We’re looking back over the housing history of our city’s Black communities and how this has shaped the experiences of the young people we support.
Black people in London of all ages have been historically discriminated against when trying to access both private and social housing. Black households in London have been directly prevented from accessing social housing via migration policies, been made to wait for longer for housing, and have been offered lower-quality, smaller homes (Human City 2016 , LSE 2017). In the 1980’s many social housing organisations made commitments to tackling this in various ways, but the most remarkable response came from within Black communities themselves. A surge of BME led housing associations were launched, many of which survive to this day, including Manningham, Unity Housing and Arawak Walton, all overseen by umbrella organisation BME National.
What’s changed between the 1980’s and now?
The more general shifts in public understanding about racism and anti-Blackness over past decades have been about the lessening of overt racism and discrimination to a fuller understanding of structural, ingrained racism and how that impacts the lived experience of Black people. The conversations and campaigns that re-rose to prominence during 2020 have shifted this frame and require new solutions. The housing issues remain ever prevalent, 23% of people seen sleeping rough in London from 2020-21 were Black (CHAIN, 2021) which is a significant increase on the 14% proportion seen in 2019/20. Black people remain more than three times as likely to be homeless (Shelter, 2020), accounting for 32% per cent of those owed a housing duty in London, despite only comprising around 12% the London population (London Councils, 2021.)
How does this link in with young people and our work?
53% of the young people using our services in 2020-21 identified as Black, the first quarter data from this year already rising to 54%. We offer a full spectrum of services to the young Londoners who come to us tailored to the intersections of their identity. Housing is a common issue for most of them. More recent discussions have often been built around intersectionality, the understanding that people sit at multiple intersections of identity and therefore we each experience different combinations of barriers and challenges. This is the reality for almost all the young people we support, that they are facing oppression on multiple fronts: race, class, ability, neurodiversity, sexuality, gender identity etc.

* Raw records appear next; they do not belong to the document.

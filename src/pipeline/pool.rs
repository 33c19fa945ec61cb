/// Bounded worker pool fanning file jobs across OS threads
///
/// One producer submits jobs onto a bounded queue; N workers claim jobs,
/// run the per-file pipeline, and emit results onto an equally bounded
/// result queue. Workers receive immutable clones of the channel
/// endpoints, never a reference to the pool itself, so shutdown flows
/// pool -> queues -> workers -> join with no ownership cycle.
///
/// `submit` blocks while the job queue is full (the documented choice);
/// `try_submit` is the non-waiting variant and returns `QueueFull`.
use crate::core::{CancelToken, FileJob, ProcessingResult};
use crate::pipeline::executor::FileExecutor;
use crossbeam::channel::{bounded, Receiver, RecvTimeoutError, Sender};
use log::debug;
use std::sync::{Arc, Mutex};
use std::thread::JoinHandle;
use std::time::Duration;
use thiserror::Error;

/// How long a worker waits on the queue before re-checking cancellation
const QUEUE_POLL: Duration = Duration::from_millis(50);

#[derive(Debug, Clone, Copy, PartialEq, Eq)]
pub enum PoolState {
    Idle,
    Running,
    Draining,
    Stopped,
}

#[derive(Debug, Error)]
pub enum PoolError {
    #[error("worker pool has not been started")]
    NotRunning,

    #[error("worker pool already started")]
    AlreadyStarted,

    #[error("worker pool is draining; submissions are closed")]
    Draining,

    #[error("job queue is full")]
    QueueFull,
}

pub struct WorkerPool {
    executor: Arc<FileExecutor>,
    workers: usize,
    state: Arc<Mutex<PoolState>>,
    job_tx: Option<Sender<FileJob>>,
    job_rx: Option<Receiver<FileJob>>,
    result_tx: Option<Sender<ProcessingResult>>,
    result_rx: Receiver<ProcessingResult>,
    handles: Vec<JoinHandle<()>>,
}

impl WorkerPool {
    /// Create a pool with `workers` threads and `capacity` slots on both
    /// the job and the result queue.
    pub fn new(executor: Arc<FileExecutor>, workers: usize, capacity: usize) -> Self {
        let workers = workers.max(1);
        let capacity = capacity.max(1);

        let (job_tx, job_rx) = bounded(capacity);
        let (result_tx, result_rx) = bounded(capacity);

        Self {
            executor,
            workers,
            state: Arc::new(Mutex::new(PoolState::Idle)),
            job_tx: Some(job_tx),
            job_rx: Some(job_rx),
            result_tx: Some(result_tx),
            result_rx,
            handles: Vec::new(),
        }
    }

    pub fn state(&self) -> PoolState {
        *self.state.lock().unwrap()
    }

    /// Spawn the worker threads. Valid only from `Idle`.
    pub fn start(&mut self, cancel: CancelToken) -> Result<(), PoolError> {
        {
            let mut state = self.state.lock().unwrap();
            if *state != PoolState::Idle {
                return Err(PoolError::AlreadyStarted);
            }
            *state = PoolState::Running;
        }

        let job_rx = self.job_rx.take().ok_or(PoolError::AlreadyStarted)?;
        let result_tx = self.result_tx.take().ok_or(PoolError::AlreadyStarted)?;

        for id in 0..self.workers {
            let job_rx = job_rx.clone();
            let result_tx = result_tx.clone();
            let executor = Arc::clone(&self.executor);
            let cancel = cancel.clone();

            let handle = std::thread::spawn(move || {
                debug!("worker {} started", id);
                loop {
                    if cancel.is_cancelled() {
                        break;
                    }

                    match job_rx.recv_timeout(QUEUE_POLL) {
                        Ok(job) => {
                            let result = executor.process(&job, &cancel);
                            if result_tx.send(result).is_err() {
                                break;
                            }
                        }
                        Err(RecvTimeoutError::Timeout) => continue,
                        Err(RecvTimeoutError::Disconnected) => break,
                    }
                }
                debug!("worker {} exiting", id);
            });
            self.handles.push(handle);
        }

        // The workers hold the only senders now; the result queue closes
        // exactly when the last worker exits.
        drop(result_tx);
        drop(job_rx);

        Ok(())
    }

    /// Submit a job; blocks while the queue is full.
    pub fn submit(&self, job: FileJob) -> Result<(), PoolError> {
        match self.state() {
            PoolState::Running => {}
            PoolState::Idle => return Err(PoolError::NotRunning),
            PoolState::Draining | PoolState::Stopped => return Err(PoolError::Draining),
        }

        let tx = self.job_tx.as_ref().ok_or(PoolError::Draining)?;
        tx.send(job).map_err(|_| PoolError::Draining)
    }

    /// Non-waiting submit; returns `QueueFull` instead of blocking.
    pub fn try_submit(&self, job: FileJob) -> Result<(), PoolError> {
        match self.state() {
            PoolState::Running => {}
            PoolState::Idle => return Err(PoolError::NotRunning),
            PoolState::Draining | PoolState::Stopped => return Err(PoolError::Draining),
        }

        let tx = self.job_tx.as_ref().ok_or(PoolError::Draining)?;
        tx.try_send(job).map_err(|e| match e {
            crossbeam::channel::TrySendError::Full(_) => PoolError::QueueFull,
            crossbeam::channel::TrySendError::Disconnected(_) => PoolError::Draining,
        })
    }

    /// Close the job queue; no further submissions. Workers drain what
    /// remains and exit.
    pub fn close(&mut self) {
        self.job_tx = None;
        let mut state = self.state.lock().unwrap();
        if *state == PoolState::Running {
            *state = PoolState::Draining;
        }
    }

    /// Receiver side of the result queue
    pub fn results(&self) -> &Receiver<ProcessingResult> {
        &self.result_rx
    }

    /// Wait for every worker to exit and mark the pool stopped
    pub fn join(&mut self) {
        for handle in self.handles.drain(..) {
            let _ = handle.join();
        }
        *self.state.lock().unwrap() = PoolState::Stopped;
    }

    /// Submit a batch of jobs and collect exactly one result per job,
    /// then shut the pool down. On cancellation, returns whatever results
    /// arrived before the queues closed.
    pub fn process_batch(
        mut self,
        jobs: Vec<FileJob>,
        cancel: &CancelToken,
    ) -> Result<Vec<ProcessingResult>, PoolError> {
        let total = jobs.len();
        self.start(cancel.clone())?;

        let sender = self.job_tx.take().ok_or(PoolError::Draining)?;
        {
            let mut state = self.state.lock().unwrap();
            *state = PoolState::Draining;
        }

        let submit_cancel = cancel.clone();
        let submitter = std::thread::spawn(move || {
            for job in jobs {
                if submit_cancel.is_cancelled() {
                    break;
                }
                if sender.send(job).is_err() {
                    break;
                }
            }
            // Dropping the sender closes the job queue
        });

        let mut results = Vec::with_capacity(total);
        while results.len() < total {
            match self.result_rx.recv() {
                Ok(result) => results.push(result),
                // Queue closed: cancellation or all workers gone
                Err(_) => break,
            }
        }

        let _ = submitter.join();
        self.join();
        Ok(results)
    }
}
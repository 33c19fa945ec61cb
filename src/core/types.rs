/// Core type definitions for PI detection results
use chrono::{DateTime, Utc};
use serde::de::Error as DeError;
use serde::{Deserialize, Deserializer, Serialize, Serializer};
use std::collections::HashMap;
use std::path::PathBuf;

/// Category of personal information a finding belongs to.
///
/// The closed set covers Australian regulatory identifiers plus generic PI.
/// Secret material surfaced by the rule-table scanner is carried as
/// `Secret(tag)` and serialised under the reserved `SECRET_` prefix.
#[derive(Debug, Clone, PartialEq, Eq, Hash)]
pub enum PIType {
    Tfn,
    Medicare,
    Abn,
    Acn,
    Bsb,
    Email,
    Phone,
    Name,
    Address,
    CreditCard,
    DriverLicense,
    Passport,
    Account,
    IpAddress,
    /// Secret-scanner rule tag (e.g. "AWS_ACCESS_KEY")
    Secret(String),
}

impl PIType {
    /// Wire tag, uppercase
    pub fn tag(&self) -> String {
        match self {
            PIType::Tfn => "TFN".to_string(),
            PIType::Medicare => "MEDICARE".to_string(),
            PIType::Abn => "ABN".to_string(),
            PIType::Acn => "ACN".to_string(),
            PIType::Bsb => "BSB".to_string(),
            PIType::Email => "EMAIL".to_string(),
            PIType::Phone => "PHONE".to_string(),
            PIType::Name => "NAME".to_string(),
            PIType::Address => "ADDRESS".to_string(),
            PIType::CreditCard => "CREDIT_CARD".to_string(),
            PIType::DriverLicense => "DRIVER_LICENSE".to_string(),
            PIType::Passport => "PASSPORT".to_string(),
            PIType::Account => "ACCOUNT".to_string(),
            PIType::IpAddress => "IP_ADDRESS".to_string(),
            PIType::Secret(tag) => format!("SECRET_{}", tag),
        }
    }

    /// Parse a wire tag back into a type
    pub fn from_tag(tag: &str) -> Option<Self> {
        match tag {
            "TFN" => Some(PIType::Tfn),
            "MEDICARE" => Some(PIType::Medicare),
            "ABN" => Some(PIType::Abn),
            "ACN" => Some(PIType::Acn),
            "BSB" => Some(PIType::Bsb),
            "EMAIL" => Some(PIType::Email),
            "PHONE" => Some(PIType::Phone),
            "NAME" => Some(PIType::Name),
            "ADDRESS" => Some(PIType::Address),
            "CREDIT_CARD" => Some(PIType::CreditCard),
            "DRIVER_LICENSE" => Some(PIType::DriverLicense),
            "PASSPORT" => Some(PIType::Passport),
            "ACCOUNT" => Some(PIType::Account),
            "IP_ADDRESS" => Some(PIType::IpAddress),
            other => other
                .strip_prefix("SECRET_")
                .map(|t| PIType::Secret(t.to_string())),
        }
    }

    /// Base risk weight used by the scorer (higher = more sensitive)
    pub fn base_weight(&self) -> u32 {
        match self {
            PIType::Tfn => 100,
            PIType::Medicare => 95,
            PIType::CreditCard => 90,
            PIType::Secret(_) => 90,
            PIType::Abn => 70,
            PIType::Acn => 65,
            PIType::Passport => 60,
            PIType::DriverLicense => 50,
            PIType::Account => 45,
            PIType::Bsb => 40,
            PIType::Address => 35,
            PIType::Name => 30,
            PIType::Phone => 25,
            PIType::Email => 20,
            PIType::IpAddress => 10,
        }
    }

    /// Types that participate in the co-occurrence boost
    pub fn is_high_sensitivity(&self) -> bool {
        matches!(
            self,
            PIType::Tfn
                | PIType::Medicare
                | PIType::Bsb
                | PIType::Name
                | PIType::Address
                | PIType::CreditCard
        )
    }
}

impl std::fmt::Display for PIType {
    fn fmt(&self, f: &mut std::fmt::Formatter<'_>) -> std::fmt::Result {
        write!(f, "{}", self.tag())
    }
}

impl Serialize for PIType {
    fn serialize<S: Serializer>(&self, serializer: S) -> Result<S::Ok, S::Error> {
        serializer.serialize_str(&self.tag())
    }
}

impl<'de> Deserialize<'de> for PIType {
    fn deserialize<D: Deserializer<'de>>(deserializer: D) -> Result<Self, D::Error> {
        let tag = String::deserialize(deserializer)?;
        PIType::from_tag(&tag).ok_or_else(|| D::Error::custom(format!("unknown PI type: {}", tag)))
    }
}

/// Risk classification of a finding, totally ordered
#[derive(Debug, Clone, Copy, PartialEq, Eq, PartialOrd, Ord, Hash, Serialize, Deserialize)]
#[serde(rename_all = "UPPERCASE")]
pub enum RiskLevel {
    Low,
    Medium,
    High,
    Critical,
}

impl RiskLevel {
    /// Promote one step, saturating at Critical
    pub fn promote(self) -> Self {
        match self {
            RiskLevel::Low => RiskLevel::Medium,
            RiskLevel::Medium => RiskLevel::High,
            RiskLevel::High => RiskLevel::Critical,
            RiskLevel::Critical => RiskLevel::Critical,
        }
    }

    /// Demote one step, saturating at Low
    pub fn demote(self) -> Self {
        match self {
            RiskLevel::Critical => RiskLevel::High,
            RiskLevel::High => RiskLevel::Medium,
            RiskLevel::Medium => RiskLevel::Low,
            RiskLevel::Low => RiskLevel::Low,
        }
    }

    /// Numeric score used when applying environment multipliers
    pub fn score(self) -> f64 {
        match self {
            RiskLevel::Low => 0.25,
            RiskLevel::Medium => 0.5,
            RiskLevel::High => 0.75,
            RiskLevel::Critical => 1.0,
        }
    }
}

impl std::fmt::Display for RiskLevel {
    fn fmt(&self, f: &mut std::fmt::Formatter<'_>) -> std::fmt::Result {
        match self {
            RiskLevel::Low => write!(f, "LOW"),
            RiskLevel::Medium => write!(f, "MEDIUM"),
            RiskLevel::High => write!(f, "HIGH"),
            RiskLevel::Critical => write!(f, "CRITICAL"),
        }
    }
}

/// A single piece of suspected personal information found in a file
#[derive(Debug, Clone, Serialize, Deserialize)]
pub struct Finding {
    /// Category of the match
    #[serde(rename = "type")]
    pub pi_type: PIType,

    /// The matched text exactly as it appears in the file
    #[serde(rename = "match")]
    pub matched: String,

    /// Repo-relative path of the file
    pub file: String,

    /// Line number (1-based)
    pub line: usize,

    /// Column number (1-based, bytes)
    pub column: usize,

    /// Up to 50 bytes of file content preceding the match
    pub context_before: String,

    /// Up to 50 bytes of file content following the match
    pub context_after: String,

    /// Detection confidence in [0.0, 1.0]
    pub confidence: f32,

    /// Context trust multiplier in [0.0, 1.0]; 1.0 = no adjustment
    pub context_modifier: f32,

    /// Final risk classification
    pub risk_level: RiskLevel,

    /// Whether an identifier validator accepted the match
    pub validated: bool,

    /// Validator failure detail; empty on success or when no validator exists
    #[serde(default, skip_serializing_if = "String::is_empty")]
    pub validation_error: String,

    /// When the finding was produced
    pub detected_at: DateTime<Utc>,

    /// Detector that produced the finding
    pub detector_name: String,

    /// Byte offset of the match start (canonical overlap key, not persisted)
    #[serde(skip)]
    pub start_byte: usize,

    /// Byte offset of the match end (not persisted)
    #[serde(skip)]
    pub end_byte: usize,
}

impl Finding {
    /// Canonical deduplication key: byte range + type within a file.
    /// Falls back to (line, column, match) when byte offsets are absent,
    /// e.g. on findings deserialised from an artefact.
    pub fn dedup_key(&self) -> (String, usize, usize, String) {
        if self.end_byte > self.start_byte {
            (
                self.file.clone(),
                self.start_byte,
                self.end_byte,
                self.pi_type.tag(),
            )
        } else {
            (
                format!("{}:{}", self.file, self.matched),
                self.line,
                self.column,
                self.pi_type.tag(),
            )
        }
    }

    /// Whether this finding's byte range intersects another's
    pub fn overlaps(&self, other: &Finding) -> bool {
        self.start_byte < other.end_byte && other.start_byte < self.end_byte
    }
}

/// A candidate file produced by discovery
#[derive(Debug, Clone, Serialize, Deserialize)]
pub struct FileRecord {
    /// Path relative to the scan root
    pub path: PathBuf,

    /// File size in bytes
    pub size: u64,

    /// Result of the leading-bytes binary heuristic
    pub is_binary: bool,

    /// Whether the basename starts with '.'
    pub is_hidden: bool,
}

/// A unit of work for the pipeline: a file plus its already-loaded content
#[derive(Debug, Clone)]
pub struct FileJob {
    /// Repo-relative path
    pub path: PathBuf,

    /// Full file content (lossily decoded to UTF-8)
    pub content: String,

    /// The discovery record this job was built from
    pub record: FileRecord,
}

/// Per-file processing statistics
#[derive(Debug, Clone, Default, Serialize, Deserialize)]
pub struct FileStats {
    pub bytes_processed: u64,
    pub lines_processed: u64,
    pub processing_time_ns: u64,
}

/// Result of running the detection pipeline over one file.
/// Emitted exactly once per submitted job.
#[derive(Debug, Clone, Serialize, Deserialize)]
pub struct ProcessingResult {
    pub path: PathBuf,
    pub findings: Vec<Finding>,
    #[serde(default, skip_serializing_if = "Option::is_none")]
    pub error: Option<String>,
    pub stats: FileStats,
}

impl ProcessingResult {
    pub fn new(path: PathBuf) -> Self {
        Self {
            path,
            findings: Vec::new(),
            error: None,
            stats: FileStats::default(),
        }
    }

    pub fn with_error(path: PathBuf, error: String) -> Self {
        Self {
            path,
            findings: Vec::new(),
            error: Some(error),
            stats: FileStats::default(),
        }
    }
}

/// The repository a scan ran against
#[derive(Debug, Clone, Default, Serialize, Deserialize)]
pub struct RepositoryInfo {
    pub url: String,
    pub local_path: PathBuf,
    pub file_count: usize,
    pub size: u64,
}

/// Aggregate counters assembled by the scan coordinator
#[derive(Debug, Clone, Default, Serialize, Deserialize)]
pub struct ScanSummary {
    pub total_files: usize,
    pub scanned_files: usize,
    pub skipped_files: usize,
    pub total_size: u64,
    pub total_findings: usize,
    pub findings_by_type: HashMap<String, usize>,
    pub findings_by_risk: HashMap<String, usize>,
    pub processing_time_ns: u64,
}

/// The persisted scan artefact
#[derive(Debug, Clone, Serialize, Deserialize)]
pub struct ScanResult {
    pub repository: RepositoryInfo,
    pub scan_started: DateTime<Utc>,
    pub scan_finished: DateTime<Utc>,
    /// Wall-clock duration in nanoseconds
    pub duration: u64,
    pub files_scanned: usize,
    pub findings: Vec<Finding>,
    pub stats: ScanSummary,
    #[serde(default, skip_serializing_if = "Vec::is_empty")]
    pub errors: Vec<String>,
    #[serde(default, skip_serializing_if = "Option::is_none")]
    pub error: Option<String>,
}

impl ScanResult {
    /// Recompute the by-type / by-risk counters from the finding list
    pub fn rebuild_summary(&mut self) {
        let mut by_type: HashMap<String, usize> = HashMap::new();
        let mut by_risk: HashMap<String, usize> = HashMap::new();

        for finding in &self.findings {
            *by_type.entry(finding.pi_type.tag()).or_insert(0) += 1;
            *by_risk.entry(finding.risk_level.to_string()).or_insert(0) += 1;
        }

        self.stats.total_findings = self.findings.len();
        self.stats.findings_by_type = by_type;
        self.stats.findings_by_risk = by_risk;
    }
}

#[cfg(test)]
mod tests {
    use super::*;

    fn sample_finding(pi_type: PIType, start: usize, end: usize) -> Finding {
        Finding {
            pi_type,
            matched: "123456782".to_string(),
            file: "src/customer.go".to_string(),
            line: 1,
            column: 1,
            context_before: String::new(),
            context_after: String::new(),
            confidence: 0.95,
            context_modifier: 1.0,
            risk_level: RiskLevel::High,
            validated: true,
            validation_error: String::new(),
            detected_at: Utc::now(),
            detector_name: "tfn".to_string(),
            start_byte: start,
            end_byte: end,
        }
    }

    #[test]
    fn test_pi_type_tag_round_trip() {
        let types = [
            PIType::Tfn,
            PIType::Medicare,
            PIType::CreditCard,
            PIType::IpAddress,
            PIType::Secret("AWS_ACCESS_KEY".to_string()),
        ];

        for t in types {
            assert_eq!(PIType::from_tag(&t.tag()), Some(t.clone()));
        }
    }

    #[test]
    fn test_pi_type_serde_uppercase() {
        let json = serde_json::to_string(&PIType::CreditCard).unwrap();
        assert_eq!(json, "\"CREDIT_CARD\"");

        let parsed: PIType = serde_json::from_str("\"SECRET_GITHUB_PAT\"").unwrap();
        assert_eq!(parsed, PIType::Secret("GITHUB_PAT".to_string()));
    }

    #[test]
    fn test_risk_level_ordering() {
        assert!(RiskLevel::Critical > RiskLevel::High);
        assert!(RiskLevel::High > RiskLevel::Medium);
        assert!(RiskLevel::Medium > RiskLevel::Low);
    }

    #[test]
    fn test_risk_level_promote_demote_saturate() {
        assert_eq!(RiskLevel::Critical.promote(), RiskLevel::Critical);
        assert_eq!(RiskLevel::Low.demote(), RiskLevel::Low);
        assert_eq!(RiskLevel::Medium.promote(), RiskLevel::High);
        assert_eq!(RiskLevel::High.demote(), RiskLevel::Medium);
    }

    #[test]
    fn test_finding_overlap() {
        let a = sample_finding(PIType::Tfn, 10, 19);
        let b = sample_finding(PIType::Abn, 15, 26);
        let c = sample_finding(PIType::Bsb, 19, 25);

        assert!(a.overlaps(&b));
        assert!(!a.overlaps(&c)); // ranges touch but do not intersect
    }

    #[test]
    fn test_rebuild_summary_counts() {
        let mut result = ScanResult {
            repository: RepositoryInfo::default(),
            scan_started: Utc::now(),
            scan_finished: Utc::now(),
            duration: 0,
            files_scanned: 1,
            findings: vec![
                sample_finding(PIType::Tfn, 0, 9),
                sample_finding(PIType::Tfn, 20, 29),
                sample_finding(PIType::Email, 40, 55),
            ],
            stats: ScanSummary::default(),
            errors: Vec::new(),
            error: None,
        };

        result.rebuild_summary();
        assert_eq!(result.stats.total_findings, 3);
        assert_eq!(result.stats.findings_by_type.get("TFN"), Some(&2));
        assert_eq!(result.stats.findings_by_type.get("EMAIL"), Some(&1));
        assert_eq!(result.stats.findings_by_risk.get("HIGH"), Some(&3));
    }
}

40% of young Londoners surveyed in Jan 2021 were worried about access to safe housing (Partnership for Young London, 2021). This wasn’t just based on people’s race with 46% young Black Londoners voicing housing anxiety, compared to 49% of young people who self-identified as working class young people, showing that, in this instance, housing insecurity is more strongly linked to class background than race alone. When you zoom out it’s clear to see that many of this interacts and intersects on a continuously shifting basis.
What we’re doing in 2021 and beyond to help young Londoners into housing
Everyone deserves a safe place to call home. Such places need to respond to the diverse, intersectional needs of young Londoners, including supported housing, support for young people at key periods of transitions (eg. leaving full time education or care). But it isn’t about housing alone. Unity Housing’s new CEO Cedric Boston recently announced their strategy of developing an additional service offer alongside their housing provision, primarily focusing on helping residents into education and employment. BME led housing associations are setting up holistic services that tackle jobs, education and training as part of the frontline response to housing insecurity.
We champion a holistic approach that addresses all of a young person’s needs, including housing, health, education and employment. Our advocacy and outreach work for young people involved in the criminal justice system is also a crucial part of our offer, alongside longer-term campaigning to change policies and systems that have minoritised communities. Our ‘one stop shop’ model is becoming increasingly common as businesses recognise that single issue solutions will never work long term, because we don’t lead one issue lives.